When you’ve been battling the symptoms of a cough and cold all day, all you want to do at the end of it is crawl into bed and get a good night’s sleep in the hope that your symptoms will have miraculously disappeared when you wake up.
However, in reality, most of us are kept awake half the night spluttering and sniffing with an irritating cough or a stuffy congested nose, The result: You feel much worse come morning!
Dr. Alyn Morice, a cough expert and head of cardiorespiratory studies at Hull York Medical School in Great Britain, shares his top tips for getting the z's you need.
Sleep on an incline. When you lie down, all the mucus that builds up in your nose irritates your throat. Pop some extra pillows under your head and let gravity do its job.
Take a hot shower or bath before bed. Not only will it help you to relax, but the steam will help loosen the mucus and relieve congestion from your nose and chest. Breathe in the steam slowly for a few minutes, then try coughing or blowing your nose to break up the mucus.

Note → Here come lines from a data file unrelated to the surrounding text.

//! External encoder commands and the process-owning runner.
//!
//! Every invocation is started in its own process group. The group is
//! killed once the leader exits, or earlier when the invocation times out or
//! is cancelled, so helpers spawned by the encoder never outlive the run.
//! Reading the captured output shares the invocation's deadline.

use std::path::{Path, PathBuf};
use std::process::Stdio;
use std::time::Duration;

use async_trait::async_trait;
use tokio::io::AsyncReadExt;
use tokio::process::Command;
use tokio::sync::watch;
use tokio::task::JoinHandle;
use tokio::time::Instant;

use autocut_common::config::EncoderConfig;
use autocut_common::error::{AutocutError, AutocutResult, EncoderFailure};

/// Timeout for capability listings and probes.
pub const QUERY_TIMEOUT: Duration = Duration::from_secs(30);

/// One input of an encoder command, with the options that precede it.
#[derive(Debug, Clone, PartialEq)]
struct EncoderInput {
    args: Vec<String>,
    source: String,
}

/// Builder for encoder command lines.
#[derive(Debug, Clone, PartialEq)]
pub struct EncoderCommand {
    inputs: Vec<EncoderInput>,
    output_args: Vec<String>,
    output: PathBuf,
    label: String,
}

impl EncoderCommand {
    /// Start a command writing to `output`.
    pub fn new(output: impl AsRef<Path>) -> Self {
        Self {
            inputs: Vec::new(),
            output_args: Vec::new(),
            output: output.as_ref().to_path_buf(),
            label: "encode".to_string(),
        }
    }

    /// Short name used in logs and diagnostics.
    pub fn label(mut self, label: impl Into<String>) -> Self {
        self.label = label.into();
        self
    }

    /// Add a plain file input.
    pub fn input(self, path: impl AsRef<Path>) -> Self {
        self.input_with(Vec::<String>::new(), path)
    }

    /// Add an input preceded by its own options (seek, format, ...).
    pub fn input_with<I, S>(mut self, args: I, path: impl AsRef<Path>) -> Self
    where
        I: IntoIterator<Item = S>,
        S: Into<String>,
    {
        self.inputs.push(EncoderInput {
            args: args.into_iter().map(Into::into).collect(),
            source: path.as_ref().to_string_lossy().into_owned(),
        });
        self
    }

    /// Add a seeked, time-limited input.
    pub fn input_span(self, path: impl AsRef<Path>, start_secs: f64, duration_secs: f64) -> Self {
        self.input_with(
            [
                "-ss".to_string(),
                format_secs(start_secs.max(0.0)),
                "-t".to_string(),
                format_secs(duration_secs.max(0.0)),
            ],
            path,
        )
    }

    /// Add a concat-demuxer input reading a list file.
    pub fn concat_input(self, list: impl AsRef<Path>) -> Self {
        self.input_with(["-f", "concat", "-safe", "0"], list)
    }

    /// Add a lavfi source, e.g. a solid colour.
    pub fn lavfi_input(mut self, spec: impl Into<String>) -> Self {
        self.inputs.push(EncoderInput {
            args: vec!["-f".to_string(), "lavfi".to_string()],
            source: spec.into(),
        });
        self
    }

    /// Add one output argument.
    pub fn output_arg(mut self, arg: impl Into<String>) -> Self {
        self.output_args.push(arg.into());
        self
    }

    /// Add multiple output arguments.
    pub fn output_args<I, S>(mut self, args: I) -> Self
    where
        I: IntoIterator<Item = S>,
        S: Into<String>,
    {
        self.output_args.extend(args.into_iter().map(Into::into));
        self
    }

    pub fn audio_codec(self, codec: impl Into<String>) -> Self {
        self.output_arg("-c:a").output_arg(codec)
    }

    pub fn video_codec(self, codec: impl Into<String>) -> Self {
        self.output_arg("-c:v").output_arg(codec)
    }

    /// Copy all streams without re-encoding.
    pub fn stream_copy(self) -> Self {
        self.output_arg("-c").output_arg("copy")
    }

    pub fn filter_complex(self, graph: impl Into<String>) -> Self {
        self.output_arg("-filter_complex").output_arg(graph)
    }

    pub fn map(self, stream: impl Into<String>) -> Self {
        self.output_arg("-map").output_arg(stream)
    }

    pub fn threads(self, n: usize) -> Self {
        self.output_arg("-threads").output_arg(n.max(1).to_string())
    }

    pub fn output_path(&self) -> &Path {
        &self.output
    }

    pub fn label_str(&self) -> &str {
        &self.label
    }

    /// Full argument list, program name excluded.
    pub fn build_args(&self) -> Vec<String> {
        let mut args = vec![
            "-y".to_string(),
            "-hide_banner".to_string(),
            "-nostdin".to_string(),
            "-loglevel".to_string(),
            "error".to_string(),
        ];
        for input in &self.inputs {
            args.extend(input.args.iter().cloned());
            args.push("-i".to_string());
            args.push(input.source.clone());
        }
        args.extend(self.output_args.iter().cloned());
        args.push(self.output.to_string_lossy().into_owned());
        args
    }
}

/// Seconds with microsecond precision, as the encoder expects them.
pub fn format_secs(secs: f64) -> String {
    format!("{secs:.6}")
}

/// Contract of the external encoder.
///
/// The real implementation is [`EncoderRunner`]; tests substitute scripted
/// encoders.
#[async_trait]
pub trait Encoder: Send + Sync {
    /// Run `command`, failing if it exceeds `timeout`.
    async fn run(&self, command: &EncoderCommand, timeout: Duration) -> AutocutResult<()>;

    /// Run the encoder with raw arguments and return its standard output.
    async fn query(&self, args: &[&str]) -> AutocutResult<String>;

    /// Duration of a media file in seconds.
    async fn probe_duration(&self, path: &Path) -> AutocutResult<f64>;
}

/// Captured output of a finished process.
#[derive(Debug, Clone, Default)]
pub struct ProcessOutput {
    pub stdout: String,
    pub stderr: String,
}

/// Runs encoder processes with timeouts, cancellation, and group ownership.
#[derive(Debug, Clone)]
pub struct EncoderRunner {
    program: String,
    probe_program: String,
    diagnostic_limit: usize,
    cancel_rx: Option<watch::Receiver<bool>>,
}

impl EncoderRunner {
    pub fn new(config: &EncoderConfig) -> Self {
        Self {
            program: config.program.clone(),
            probe_program: config.probe_program.clone(),
            diagnostic_limit: config.diagnostic_limit,
            cancel_rx: None,
        }
    }

    /// Abort running processes when the receiver flips to `true`.
    pub fn with_cancel(mut self, cancel_rx: watch::Receiver<bool>) -> Self {
        self.cancel_rx = Some(cancel_rx);
        self
    }

    pub fn program(&self) -> &str {
        &self.program
    }

    /// Resolve the encoder and probe executables.
    pub fn locate(&self) -> AutocutResult<(PathBuf, PathBuf)> {
        let find = |program: &str| {
            which::which(program).map_err(|_| AutocutError::EncoderNotFound {
                program: program.to_string(),
            })
        };
        Ok((find(&self.program)?, find(&self.probe_program)?))
    }

    /// Run `program` with `args`, owning its whole process group.
    pub async fn execute(
        &self,
        program: &str,
        args: &[String],
        timeout: Duration,
    ) -> AutocutResult<ProcessOutput> {
        ensure_not_cancelled(self.cancel_rx.as_ref())?;
        let deadline = Instant::now() + timeout;

        let mut cmd = Command::new(program);
        cmd.args(args)
            .stdin(Stdio::null())
            .stdout(Stdio::piped())
            .stderr(Stdio::piped())
            .kill_on_drop(true);
        #[cfg(unix)]
        cmd.process_group(0);

        let mut child = cmd.spawn().map_err(|e| match e.kind() {
            std::io::ErrorKind::NotFound => AutocutError::EncoderNotFound {
                program: program.to_string(),
            },
            _ => AutocutError::Io(e),
        })?;
        let mut group = ProcessGroupGuard::new(child.id());

        tracing::debug!(program, pid = child.id(), args = ?args, "Encoder process started");

        let stdout_task = child.stdout.take().map(|mut out| {
            tokio::spawn(async move {
                let mut buf = Vec::new();
                let _ = out.read_to_end(&mut buf).await;
                buf
            })
        });
        let stderr_task = child.stderr.take().map(|mut err| {
            tokio::spawn(async move {
                let mut buf = Vec::new();
                let _ = err.read_to_end(&mut buf).await;
                buf
            })
        });

        let cancel_rx = self.cancel_rx.clone();
        let status = tokio::select! {
            status = child.wait() => status?,
            _ = tokio::time::sleep_until(deadline) => {
                tracing::warn!(
                    program,
                    timeout_secs = timeout.as_secs(),
                    "Encoder timed out; killing process group"
                );
                group.kill();
                let _ = child.wait().await;
                return Err(AutocutError::EncoderTimeout {
                    program: program.to_string(),
                    timeout_secs: timeout.as_secs(),
                });
            }
            _ = wait_cancelled(cancel_rx) => {
                tracing::info!(program, "Cancelled; killing encoder process group");
                group.kill();
                let _ = child.wait().await;
                return Err(AutocutError::Cancelled);
            }
        };
        // Helpers left behind by the leader must not outlive it or hold the pipes open.
        group.kill();

        let (Some(stdout), Some(stderr)) = (
            collect(stdout_task, deadline).await,
            collect(stderr_task, deadline).await,
        ) else {
            tracing::warn!(program, "Encoder output still open at deadline");
            return Err(AutocutError::EncoderTimeout {
                program: program.to_string(),
                timeout_secs: timeout.as_secs(),
            });
        };

        if !status.success() {
            let diagnostic = if stderr.trim().is_empty() { &stdout } else { &stderr };
            return Err(EncoderFailure::new(
                program,
                status.code(),
                diagnostic,
                self.diagnostic_limit,
            )
            .into());
        }

        Ok(ProcessOutput { stdout, stderr })
    }
}

#[async_trait]
impl Encoder for EncoderRunner {
    async fn run(&self, command: &EncoderCommand, timeout: Duration) -> AutocutResult<()> {
        tracing::debug!(
            label = command.label_str(),
            output = %command.output_path().display(),
            "Running encoder"
        );
        self.execute(&self.program, &command.build_args(), timeout)
            .await
            .map(|_| ())
    }

    async fn query(&self, args: &[&str]) -> AutocutResult<String> {
        let args: Vec<String> = args.iter().map(|a| a.to_string()).collect();
        Ok(self.execute(&self.program, &args, QUERY_TIMEOUT).await?.stdout)
    }

    async fn probe_duration(&self, path: &Path) -> AutocutResult<f64> {
        let args = vec![
            "-v".to_string(),
            "error".to_string(),
            "-show_entries".to_string(),
            "format=duration".to_string(),
            "-of".to_string(),
            "default=noprint_wrappers=1:nokey=1".to_string(),
            path.to_string_lossy().into_owned(),
        ];
        let output = self
            .execute(&self.probe_program, &args, QUERY_TIMEOUT)
            .await?;
        parse_duration(&output.stdout).ok_or_else(|| {
            AutocutError::Other(anyhow::anyhow!(
                "{} reported no duration for {}",
                self.probe_program,
                path.display()
            ))
        })
    }
}

/// Parse the first line of a duration probe.
pub fn parse_duration(stdout: &str) -> Option<f64> {
    let value: f64 = stdout.lines().next()?.trim().parse().ok()?;
    (value.is_finite() && value >= 0.0).then_some(value)
}

/// Fail with `Cancelled` if cancellation was requested.
pub fn ensure_not_cancelled(cancel_rx: Option<&watch::Receiver<bool>>) -> AutocutResult<()> {
    match cancel_rx {
        Some(rx) if *rx.borrow() => Err(AutocutError::Cancelled),
        _ => Ok(()),
    }
}

async fn wait_cancelled(cancel_rx: Option<watch::Receiver<bool>>) {
    match cancel_rx {
        Some(mut rx) => {
            if rx.wait_for(|cancelled| *cancelled).await.is_err() {
                // Sender gone without cancelling: never fires.
                std::future::pending::<()>().await;
            }
        }
        None => std::future::pending::<()>().await,
    }
}

/// Drain a pipe reader, giving up at `deadline`.
async fn collect(task: Option<JoinHandle<Vec<u8>>>, deadline: Instant) -> Option<String> {
    let Some(mut handle) = task else {
        return Some(String::new());
    };
    match tokio::time::timeout_at(deadline, &mut handle).await {
        Ok(joined) => Some(
            joined
                .map(|buf| String::from_utf8_lossy(&buf).into_owned())
                .unwrap_or_default(),
        ),
        Err(_) => {
            handle.abort();
            None
        }
    }
}

/// Owns a child's process group and kills it at the latest on drop.
#[derive(Debug)]
pub struct ProcessGroupGuard {
    pgid: Option<i32>,
}

impl ProcessGroupGuard {
    /// Take ownership of the group led by `pid`.
    pub fn new(pid: Option<u32>) -> Self {
        Self {
            pgid: pid.and_then(|p| i32::try_from(p).ok()).filter(|p| *p > 0),
        }
    }

    /// SIGKILL every process in the group. An already-empty group is fine.
    pub fn kill(&mut self) {
        if let Some(pgid) = self.pgid.take() {
            #[cfg(unix)]
            {
                // SAFETY: killpg only sends a signal; pgid is a group we created.
                let rc = unsafe { libc::killpg(pgid, libc::SIGKILL) };
                let err = std::io::Error::last_os_error();
                if rc != 0 && err.raw_os_error() != Some(libc::ESRCH) {
                    tracing::debug!(pgid, error = %err, "killpg failed");
                }
            }
            #[cfg(not(unix))]
            let _ = pgid;
        }
    }

}

impl Drop for ProcessGroupGuard {
    fn drop(&mut self) {
        self.kill();
    }
}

Prep your bedside table. The last thing you want to do in the middle of the night is stumble into the bathroom and search for meds. Make sure you have some water, tissues, and cough medicine on your bedside table to help soothe the cough if it starts to irritate you.
Wash the bedding. Dust mites, pet hair, and other allergens lurk on your sheets and comforter; if have allergies, they could add to the irritation in your respiratory tract. Make sure you wash your bedding at least once a week in hot water.
Try OTC meds. Take a cough suppressant to help reduce the urge to hack throughout the night. Anything from the drugstore can do the trick.
Control the humidity level. A humidifier can help you to breathe easier when you’re congested and can also stop your throat from becoming too dry while you sleep. Try and keep humidity levels at 50 percent to stop the air becoming too damp.
Drink up. Make sure you stay hydrated throughout the day by regularly sipping water and other liquids, which will soothe the cough reflex and a sore throat.
Avoid lying on your back. Although sleeping on your back allows your lungs to breathe and expand, it can also make snoring much worse--ESPECIALLY if you’re congested! Try sleeping on your side to avoid any middle-of-the-night pokes from your partner.
Relax. When you’re feeling under the weather, a comfy bed, blankets, and a dark room will help you sleep better. To unwind before hitting the hay, avoid caffeine after 3:00 P.M., and make sure you put your phone and laptop away a good couple of hours before lights out.
Make a doctor’s appointment. Finally, if your symptoms persist for more than three weeks, it could be a sign of something more serious, like a bronchial infection. See an M.D. to rule that out.